Supplied material Start Marker

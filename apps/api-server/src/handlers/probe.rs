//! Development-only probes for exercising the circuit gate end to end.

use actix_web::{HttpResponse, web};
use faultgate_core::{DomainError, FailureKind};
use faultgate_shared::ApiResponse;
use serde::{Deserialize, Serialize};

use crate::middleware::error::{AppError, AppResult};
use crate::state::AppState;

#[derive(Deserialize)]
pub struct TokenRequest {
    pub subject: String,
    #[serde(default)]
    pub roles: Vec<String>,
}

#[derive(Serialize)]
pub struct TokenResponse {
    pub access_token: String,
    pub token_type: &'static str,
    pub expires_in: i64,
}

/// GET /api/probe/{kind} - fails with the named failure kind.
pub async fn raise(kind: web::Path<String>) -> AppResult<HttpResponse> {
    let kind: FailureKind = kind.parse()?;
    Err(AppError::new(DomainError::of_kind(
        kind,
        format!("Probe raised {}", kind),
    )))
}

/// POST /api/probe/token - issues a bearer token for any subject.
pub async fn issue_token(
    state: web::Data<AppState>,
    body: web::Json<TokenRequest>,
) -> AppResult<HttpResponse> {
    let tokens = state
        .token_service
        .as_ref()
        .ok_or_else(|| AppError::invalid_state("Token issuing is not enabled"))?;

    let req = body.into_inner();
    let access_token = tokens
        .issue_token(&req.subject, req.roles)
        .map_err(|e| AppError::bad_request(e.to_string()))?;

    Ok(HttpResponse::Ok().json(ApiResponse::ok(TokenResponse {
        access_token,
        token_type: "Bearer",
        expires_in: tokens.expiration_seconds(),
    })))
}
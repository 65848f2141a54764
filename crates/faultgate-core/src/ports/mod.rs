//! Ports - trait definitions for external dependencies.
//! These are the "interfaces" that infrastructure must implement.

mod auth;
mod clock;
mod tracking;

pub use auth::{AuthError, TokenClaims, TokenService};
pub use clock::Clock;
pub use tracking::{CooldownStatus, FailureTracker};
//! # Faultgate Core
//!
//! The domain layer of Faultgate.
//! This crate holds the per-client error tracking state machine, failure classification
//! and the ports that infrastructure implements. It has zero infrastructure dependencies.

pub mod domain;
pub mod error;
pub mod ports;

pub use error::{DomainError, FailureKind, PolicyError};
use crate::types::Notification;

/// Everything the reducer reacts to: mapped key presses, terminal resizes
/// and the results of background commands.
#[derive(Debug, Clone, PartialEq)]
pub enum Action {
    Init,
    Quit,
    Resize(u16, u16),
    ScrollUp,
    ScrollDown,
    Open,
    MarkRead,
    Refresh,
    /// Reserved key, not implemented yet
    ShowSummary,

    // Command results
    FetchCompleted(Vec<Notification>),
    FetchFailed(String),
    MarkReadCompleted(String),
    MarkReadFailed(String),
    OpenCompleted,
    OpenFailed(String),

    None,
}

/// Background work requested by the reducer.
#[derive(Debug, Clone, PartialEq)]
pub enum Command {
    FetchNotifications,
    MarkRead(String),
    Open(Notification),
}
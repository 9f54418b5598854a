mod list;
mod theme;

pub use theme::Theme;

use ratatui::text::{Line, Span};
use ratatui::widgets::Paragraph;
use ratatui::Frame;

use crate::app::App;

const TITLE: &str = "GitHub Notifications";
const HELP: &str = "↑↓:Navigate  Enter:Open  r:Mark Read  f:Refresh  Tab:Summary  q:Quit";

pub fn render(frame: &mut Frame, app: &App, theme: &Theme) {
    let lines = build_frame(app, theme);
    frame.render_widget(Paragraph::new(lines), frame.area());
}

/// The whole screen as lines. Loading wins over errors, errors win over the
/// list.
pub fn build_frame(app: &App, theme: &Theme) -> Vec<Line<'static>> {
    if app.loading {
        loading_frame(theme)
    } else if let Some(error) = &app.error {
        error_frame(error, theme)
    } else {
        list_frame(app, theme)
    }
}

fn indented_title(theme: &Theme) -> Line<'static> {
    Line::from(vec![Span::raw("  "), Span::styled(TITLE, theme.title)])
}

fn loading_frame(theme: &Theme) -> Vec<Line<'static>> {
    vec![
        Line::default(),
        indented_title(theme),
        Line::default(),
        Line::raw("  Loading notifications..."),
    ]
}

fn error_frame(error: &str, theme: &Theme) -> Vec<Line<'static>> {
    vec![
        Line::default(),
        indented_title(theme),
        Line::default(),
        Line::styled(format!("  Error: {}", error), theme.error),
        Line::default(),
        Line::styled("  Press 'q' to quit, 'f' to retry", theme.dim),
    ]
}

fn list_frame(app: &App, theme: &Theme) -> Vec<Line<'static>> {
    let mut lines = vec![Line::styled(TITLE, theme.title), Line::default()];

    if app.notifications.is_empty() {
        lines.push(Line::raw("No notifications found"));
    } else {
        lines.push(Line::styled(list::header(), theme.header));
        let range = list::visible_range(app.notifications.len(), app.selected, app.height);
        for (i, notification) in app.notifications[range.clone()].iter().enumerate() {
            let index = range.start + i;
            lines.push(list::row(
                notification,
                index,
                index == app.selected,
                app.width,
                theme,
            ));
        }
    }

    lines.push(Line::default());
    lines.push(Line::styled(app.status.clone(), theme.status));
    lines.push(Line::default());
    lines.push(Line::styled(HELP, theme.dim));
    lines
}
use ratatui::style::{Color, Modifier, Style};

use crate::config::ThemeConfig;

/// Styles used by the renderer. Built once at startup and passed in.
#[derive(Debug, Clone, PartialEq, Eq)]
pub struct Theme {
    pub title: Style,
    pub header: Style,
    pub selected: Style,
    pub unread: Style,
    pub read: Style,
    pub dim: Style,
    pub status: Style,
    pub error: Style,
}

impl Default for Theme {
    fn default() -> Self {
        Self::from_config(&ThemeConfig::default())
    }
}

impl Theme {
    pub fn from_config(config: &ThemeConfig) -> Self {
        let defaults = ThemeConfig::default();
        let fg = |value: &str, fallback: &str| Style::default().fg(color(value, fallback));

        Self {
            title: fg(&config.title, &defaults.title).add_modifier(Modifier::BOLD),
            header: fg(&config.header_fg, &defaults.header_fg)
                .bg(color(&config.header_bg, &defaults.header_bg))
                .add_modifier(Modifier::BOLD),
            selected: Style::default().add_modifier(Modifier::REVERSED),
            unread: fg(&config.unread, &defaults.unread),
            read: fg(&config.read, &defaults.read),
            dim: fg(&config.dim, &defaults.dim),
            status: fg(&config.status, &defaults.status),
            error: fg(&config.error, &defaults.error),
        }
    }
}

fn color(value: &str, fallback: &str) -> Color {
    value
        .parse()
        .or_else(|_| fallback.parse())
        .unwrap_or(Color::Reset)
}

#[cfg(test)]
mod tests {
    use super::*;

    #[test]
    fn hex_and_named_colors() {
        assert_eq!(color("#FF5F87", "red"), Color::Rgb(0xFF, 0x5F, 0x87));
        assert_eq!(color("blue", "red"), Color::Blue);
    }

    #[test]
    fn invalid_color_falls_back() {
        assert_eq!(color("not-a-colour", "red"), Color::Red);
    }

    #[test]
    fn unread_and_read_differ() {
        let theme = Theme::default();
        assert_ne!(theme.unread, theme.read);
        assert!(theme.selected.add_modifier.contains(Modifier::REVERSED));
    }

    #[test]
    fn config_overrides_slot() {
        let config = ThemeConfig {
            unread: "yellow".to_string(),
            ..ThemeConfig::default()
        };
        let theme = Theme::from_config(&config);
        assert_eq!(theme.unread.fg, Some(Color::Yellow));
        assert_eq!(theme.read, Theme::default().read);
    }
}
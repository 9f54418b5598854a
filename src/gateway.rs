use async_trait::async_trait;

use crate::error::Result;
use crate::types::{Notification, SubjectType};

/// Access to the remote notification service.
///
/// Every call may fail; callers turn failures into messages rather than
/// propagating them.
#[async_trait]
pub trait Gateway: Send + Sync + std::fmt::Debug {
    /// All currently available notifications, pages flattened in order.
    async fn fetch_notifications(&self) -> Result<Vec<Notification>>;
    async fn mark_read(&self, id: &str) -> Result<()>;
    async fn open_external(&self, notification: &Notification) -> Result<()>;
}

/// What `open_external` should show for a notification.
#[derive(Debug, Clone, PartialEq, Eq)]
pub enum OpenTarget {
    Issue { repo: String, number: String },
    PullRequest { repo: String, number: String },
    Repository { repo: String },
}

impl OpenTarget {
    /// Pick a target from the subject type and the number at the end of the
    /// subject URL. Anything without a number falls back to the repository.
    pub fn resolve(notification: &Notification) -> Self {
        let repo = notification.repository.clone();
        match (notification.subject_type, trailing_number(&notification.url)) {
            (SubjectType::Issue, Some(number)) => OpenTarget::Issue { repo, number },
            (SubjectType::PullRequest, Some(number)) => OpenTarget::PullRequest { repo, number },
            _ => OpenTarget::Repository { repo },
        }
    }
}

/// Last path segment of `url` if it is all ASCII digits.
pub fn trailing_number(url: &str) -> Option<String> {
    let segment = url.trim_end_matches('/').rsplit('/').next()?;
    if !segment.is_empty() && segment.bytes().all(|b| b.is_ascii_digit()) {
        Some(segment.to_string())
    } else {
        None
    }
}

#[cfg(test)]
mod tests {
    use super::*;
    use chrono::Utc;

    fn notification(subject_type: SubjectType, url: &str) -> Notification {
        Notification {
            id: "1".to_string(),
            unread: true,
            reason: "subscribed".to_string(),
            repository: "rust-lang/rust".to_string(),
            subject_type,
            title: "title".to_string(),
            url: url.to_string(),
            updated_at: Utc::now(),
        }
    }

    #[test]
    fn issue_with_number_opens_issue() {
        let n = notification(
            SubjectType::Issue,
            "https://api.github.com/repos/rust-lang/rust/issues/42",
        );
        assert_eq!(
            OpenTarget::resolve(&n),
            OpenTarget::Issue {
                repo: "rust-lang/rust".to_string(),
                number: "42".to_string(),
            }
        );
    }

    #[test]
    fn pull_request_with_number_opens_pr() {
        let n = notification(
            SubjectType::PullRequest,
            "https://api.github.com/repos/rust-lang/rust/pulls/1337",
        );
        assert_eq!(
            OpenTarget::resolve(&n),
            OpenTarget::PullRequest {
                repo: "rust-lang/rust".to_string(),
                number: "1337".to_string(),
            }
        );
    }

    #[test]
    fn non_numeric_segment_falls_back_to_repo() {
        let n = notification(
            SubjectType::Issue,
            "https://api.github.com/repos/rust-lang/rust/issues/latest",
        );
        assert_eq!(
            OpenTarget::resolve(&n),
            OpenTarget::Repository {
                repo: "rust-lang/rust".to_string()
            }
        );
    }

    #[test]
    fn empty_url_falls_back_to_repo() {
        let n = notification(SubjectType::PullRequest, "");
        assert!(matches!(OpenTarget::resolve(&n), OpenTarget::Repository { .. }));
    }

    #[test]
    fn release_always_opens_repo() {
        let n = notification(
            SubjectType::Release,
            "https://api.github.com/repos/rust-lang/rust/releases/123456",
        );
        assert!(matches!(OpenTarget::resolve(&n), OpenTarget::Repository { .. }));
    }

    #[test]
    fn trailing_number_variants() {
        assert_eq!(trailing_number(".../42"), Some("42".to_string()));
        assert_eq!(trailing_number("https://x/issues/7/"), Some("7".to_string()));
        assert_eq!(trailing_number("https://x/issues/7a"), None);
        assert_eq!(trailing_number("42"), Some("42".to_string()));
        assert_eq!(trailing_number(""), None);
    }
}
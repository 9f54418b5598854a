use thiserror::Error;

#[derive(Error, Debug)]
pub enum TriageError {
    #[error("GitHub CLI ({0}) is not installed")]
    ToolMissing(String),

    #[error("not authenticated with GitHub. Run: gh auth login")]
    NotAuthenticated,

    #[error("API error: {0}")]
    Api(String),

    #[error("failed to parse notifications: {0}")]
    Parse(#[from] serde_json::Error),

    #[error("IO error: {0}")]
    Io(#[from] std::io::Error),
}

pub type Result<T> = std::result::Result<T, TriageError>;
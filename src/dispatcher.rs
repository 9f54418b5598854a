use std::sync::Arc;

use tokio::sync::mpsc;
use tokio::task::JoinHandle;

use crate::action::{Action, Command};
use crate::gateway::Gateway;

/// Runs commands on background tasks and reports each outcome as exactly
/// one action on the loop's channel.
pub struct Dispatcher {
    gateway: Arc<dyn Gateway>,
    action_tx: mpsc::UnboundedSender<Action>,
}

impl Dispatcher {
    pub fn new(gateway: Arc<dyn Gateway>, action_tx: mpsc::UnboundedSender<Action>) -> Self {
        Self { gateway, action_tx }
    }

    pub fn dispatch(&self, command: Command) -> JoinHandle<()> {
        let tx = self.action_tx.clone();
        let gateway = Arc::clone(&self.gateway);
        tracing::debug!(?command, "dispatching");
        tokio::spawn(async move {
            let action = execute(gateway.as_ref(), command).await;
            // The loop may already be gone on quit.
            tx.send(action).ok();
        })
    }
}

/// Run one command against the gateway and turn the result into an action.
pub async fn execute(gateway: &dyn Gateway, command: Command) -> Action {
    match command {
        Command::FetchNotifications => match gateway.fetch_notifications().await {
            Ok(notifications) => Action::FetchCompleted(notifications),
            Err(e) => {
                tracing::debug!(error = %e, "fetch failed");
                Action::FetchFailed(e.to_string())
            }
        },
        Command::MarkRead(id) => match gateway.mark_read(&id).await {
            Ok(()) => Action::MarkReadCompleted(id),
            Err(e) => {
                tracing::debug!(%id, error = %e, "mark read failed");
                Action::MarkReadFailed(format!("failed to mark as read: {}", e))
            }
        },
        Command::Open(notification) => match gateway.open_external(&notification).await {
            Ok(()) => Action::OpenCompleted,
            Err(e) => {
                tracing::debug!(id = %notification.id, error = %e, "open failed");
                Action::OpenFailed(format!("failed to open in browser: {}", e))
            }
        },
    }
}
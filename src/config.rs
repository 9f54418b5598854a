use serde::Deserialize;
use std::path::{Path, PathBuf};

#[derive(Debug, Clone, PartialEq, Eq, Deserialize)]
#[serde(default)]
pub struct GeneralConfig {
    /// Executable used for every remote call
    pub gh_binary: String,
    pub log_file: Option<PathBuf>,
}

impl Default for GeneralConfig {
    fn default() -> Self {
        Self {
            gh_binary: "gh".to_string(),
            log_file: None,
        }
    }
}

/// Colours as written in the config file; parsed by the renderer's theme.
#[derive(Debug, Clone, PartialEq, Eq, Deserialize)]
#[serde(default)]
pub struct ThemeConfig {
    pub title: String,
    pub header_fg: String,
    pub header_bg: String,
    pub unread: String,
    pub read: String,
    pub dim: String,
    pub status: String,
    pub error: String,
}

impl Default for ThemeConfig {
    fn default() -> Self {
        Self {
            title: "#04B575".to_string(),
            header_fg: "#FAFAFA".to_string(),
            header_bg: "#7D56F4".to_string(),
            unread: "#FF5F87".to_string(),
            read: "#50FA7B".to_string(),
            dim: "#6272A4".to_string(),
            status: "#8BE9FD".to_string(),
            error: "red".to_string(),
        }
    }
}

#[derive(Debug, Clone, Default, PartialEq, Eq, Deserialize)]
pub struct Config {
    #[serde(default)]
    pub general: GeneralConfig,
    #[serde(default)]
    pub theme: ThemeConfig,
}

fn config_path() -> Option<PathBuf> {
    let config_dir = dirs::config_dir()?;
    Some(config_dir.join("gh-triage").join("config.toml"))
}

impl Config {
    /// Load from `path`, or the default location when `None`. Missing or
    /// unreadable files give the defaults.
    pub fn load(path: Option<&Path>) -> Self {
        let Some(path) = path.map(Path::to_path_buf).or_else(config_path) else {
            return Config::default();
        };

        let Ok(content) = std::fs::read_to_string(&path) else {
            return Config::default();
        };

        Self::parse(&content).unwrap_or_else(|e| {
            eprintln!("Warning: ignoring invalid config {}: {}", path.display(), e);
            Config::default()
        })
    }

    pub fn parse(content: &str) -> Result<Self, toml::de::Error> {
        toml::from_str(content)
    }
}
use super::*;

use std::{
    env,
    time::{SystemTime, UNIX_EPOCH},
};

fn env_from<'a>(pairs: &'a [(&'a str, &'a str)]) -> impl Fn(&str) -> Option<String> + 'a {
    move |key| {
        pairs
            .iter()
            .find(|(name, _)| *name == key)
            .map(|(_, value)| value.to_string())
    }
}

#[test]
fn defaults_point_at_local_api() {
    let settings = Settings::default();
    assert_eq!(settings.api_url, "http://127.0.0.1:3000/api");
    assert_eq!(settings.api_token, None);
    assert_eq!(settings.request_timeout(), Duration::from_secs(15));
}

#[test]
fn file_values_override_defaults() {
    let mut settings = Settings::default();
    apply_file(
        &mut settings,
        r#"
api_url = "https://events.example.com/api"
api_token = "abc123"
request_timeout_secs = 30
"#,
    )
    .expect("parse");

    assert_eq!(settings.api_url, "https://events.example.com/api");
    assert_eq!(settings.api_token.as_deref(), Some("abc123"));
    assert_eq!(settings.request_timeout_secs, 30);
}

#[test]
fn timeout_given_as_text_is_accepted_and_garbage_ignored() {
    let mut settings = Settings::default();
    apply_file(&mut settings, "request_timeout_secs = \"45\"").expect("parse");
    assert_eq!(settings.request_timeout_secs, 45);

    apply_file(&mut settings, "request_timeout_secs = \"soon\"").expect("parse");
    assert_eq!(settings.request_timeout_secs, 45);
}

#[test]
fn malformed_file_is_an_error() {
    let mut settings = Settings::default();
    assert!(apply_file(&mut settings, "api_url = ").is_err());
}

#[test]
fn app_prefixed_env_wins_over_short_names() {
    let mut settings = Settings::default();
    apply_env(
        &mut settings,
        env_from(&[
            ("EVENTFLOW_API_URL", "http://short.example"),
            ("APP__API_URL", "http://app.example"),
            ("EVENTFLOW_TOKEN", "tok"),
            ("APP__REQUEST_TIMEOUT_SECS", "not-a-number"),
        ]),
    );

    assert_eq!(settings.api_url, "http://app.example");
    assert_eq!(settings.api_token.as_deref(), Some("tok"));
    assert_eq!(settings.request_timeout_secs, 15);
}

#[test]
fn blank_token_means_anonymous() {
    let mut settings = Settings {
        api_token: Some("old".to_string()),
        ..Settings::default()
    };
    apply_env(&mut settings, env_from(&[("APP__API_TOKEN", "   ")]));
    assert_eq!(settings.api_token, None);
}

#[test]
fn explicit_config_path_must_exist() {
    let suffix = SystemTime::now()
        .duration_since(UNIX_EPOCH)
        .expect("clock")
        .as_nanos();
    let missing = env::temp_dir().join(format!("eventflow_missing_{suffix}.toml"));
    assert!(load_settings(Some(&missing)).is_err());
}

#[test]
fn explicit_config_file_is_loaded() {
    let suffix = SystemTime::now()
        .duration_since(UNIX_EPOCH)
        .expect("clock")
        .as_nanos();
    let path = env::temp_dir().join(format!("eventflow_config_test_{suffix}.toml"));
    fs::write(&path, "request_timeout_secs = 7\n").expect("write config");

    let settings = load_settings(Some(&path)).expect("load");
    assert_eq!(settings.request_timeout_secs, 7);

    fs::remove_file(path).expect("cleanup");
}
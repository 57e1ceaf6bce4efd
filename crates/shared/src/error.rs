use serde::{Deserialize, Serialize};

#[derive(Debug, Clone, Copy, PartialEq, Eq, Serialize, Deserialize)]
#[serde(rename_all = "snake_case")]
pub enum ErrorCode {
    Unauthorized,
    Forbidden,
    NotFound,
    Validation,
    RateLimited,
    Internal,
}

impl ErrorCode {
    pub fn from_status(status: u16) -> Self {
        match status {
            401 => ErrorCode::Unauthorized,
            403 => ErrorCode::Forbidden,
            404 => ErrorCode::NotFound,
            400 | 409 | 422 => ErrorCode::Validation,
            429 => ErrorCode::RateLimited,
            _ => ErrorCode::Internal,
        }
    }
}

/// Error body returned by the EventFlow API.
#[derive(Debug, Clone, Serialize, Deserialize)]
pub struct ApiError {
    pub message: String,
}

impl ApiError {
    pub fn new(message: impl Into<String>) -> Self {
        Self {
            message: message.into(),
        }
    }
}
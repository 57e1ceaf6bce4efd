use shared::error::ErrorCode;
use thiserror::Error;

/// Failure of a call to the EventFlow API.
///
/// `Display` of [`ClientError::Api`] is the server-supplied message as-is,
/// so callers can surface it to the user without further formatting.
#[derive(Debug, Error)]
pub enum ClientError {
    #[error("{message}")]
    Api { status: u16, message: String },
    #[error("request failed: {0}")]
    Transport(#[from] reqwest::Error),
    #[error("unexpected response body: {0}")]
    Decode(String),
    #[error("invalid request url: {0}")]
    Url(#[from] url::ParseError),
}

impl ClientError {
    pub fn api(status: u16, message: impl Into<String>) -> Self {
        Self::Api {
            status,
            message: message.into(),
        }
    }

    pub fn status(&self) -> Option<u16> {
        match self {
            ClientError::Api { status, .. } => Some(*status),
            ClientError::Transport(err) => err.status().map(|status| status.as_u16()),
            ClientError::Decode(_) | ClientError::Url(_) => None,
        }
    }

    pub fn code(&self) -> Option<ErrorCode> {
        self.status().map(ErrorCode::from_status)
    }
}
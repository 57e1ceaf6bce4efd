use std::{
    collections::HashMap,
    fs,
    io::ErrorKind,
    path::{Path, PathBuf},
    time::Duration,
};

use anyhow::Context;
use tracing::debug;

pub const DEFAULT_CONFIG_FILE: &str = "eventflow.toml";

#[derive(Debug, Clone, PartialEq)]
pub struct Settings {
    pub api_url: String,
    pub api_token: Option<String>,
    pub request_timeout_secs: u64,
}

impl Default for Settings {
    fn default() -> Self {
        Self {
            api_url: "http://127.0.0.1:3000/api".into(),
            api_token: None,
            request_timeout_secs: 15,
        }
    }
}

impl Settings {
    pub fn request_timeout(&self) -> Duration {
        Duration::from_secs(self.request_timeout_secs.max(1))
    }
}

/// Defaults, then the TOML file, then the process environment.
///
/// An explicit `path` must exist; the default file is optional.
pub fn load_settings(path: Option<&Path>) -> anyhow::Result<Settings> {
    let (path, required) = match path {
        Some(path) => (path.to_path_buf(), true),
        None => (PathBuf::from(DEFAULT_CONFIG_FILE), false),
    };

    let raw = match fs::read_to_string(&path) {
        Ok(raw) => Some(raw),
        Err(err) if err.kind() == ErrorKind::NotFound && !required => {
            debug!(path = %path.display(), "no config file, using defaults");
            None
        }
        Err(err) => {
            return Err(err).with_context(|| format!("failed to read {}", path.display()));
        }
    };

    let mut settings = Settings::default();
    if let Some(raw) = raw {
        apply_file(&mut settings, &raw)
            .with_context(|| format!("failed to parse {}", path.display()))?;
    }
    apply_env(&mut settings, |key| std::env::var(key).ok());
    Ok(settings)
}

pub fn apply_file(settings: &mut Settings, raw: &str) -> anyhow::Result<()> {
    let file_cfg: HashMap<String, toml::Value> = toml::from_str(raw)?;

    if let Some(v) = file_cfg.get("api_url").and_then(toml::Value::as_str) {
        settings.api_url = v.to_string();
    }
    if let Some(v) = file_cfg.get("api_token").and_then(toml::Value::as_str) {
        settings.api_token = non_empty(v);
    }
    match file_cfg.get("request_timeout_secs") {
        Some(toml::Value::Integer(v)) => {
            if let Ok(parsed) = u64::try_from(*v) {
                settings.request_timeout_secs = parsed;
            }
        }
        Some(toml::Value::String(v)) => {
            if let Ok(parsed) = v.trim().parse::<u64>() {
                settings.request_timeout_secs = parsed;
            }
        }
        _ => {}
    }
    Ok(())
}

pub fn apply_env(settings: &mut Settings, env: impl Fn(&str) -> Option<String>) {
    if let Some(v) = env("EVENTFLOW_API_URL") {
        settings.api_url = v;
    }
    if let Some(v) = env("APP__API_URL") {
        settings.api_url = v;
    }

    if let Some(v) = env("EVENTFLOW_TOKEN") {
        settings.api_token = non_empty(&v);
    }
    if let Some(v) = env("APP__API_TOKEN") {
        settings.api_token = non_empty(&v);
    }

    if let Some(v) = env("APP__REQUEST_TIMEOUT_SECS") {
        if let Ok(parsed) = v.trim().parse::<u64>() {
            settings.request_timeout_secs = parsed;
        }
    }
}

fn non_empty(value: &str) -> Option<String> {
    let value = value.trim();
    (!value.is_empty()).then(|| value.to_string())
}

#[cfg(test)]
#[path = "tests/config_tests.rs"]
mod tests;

Supplied material End Marker

• **Problem description**
Scan the material above for the string "TokenRequest" and copy every line that has it.

• **Written response**
pub struct TokenRequest {
    body: web::Json<TokenRequest>,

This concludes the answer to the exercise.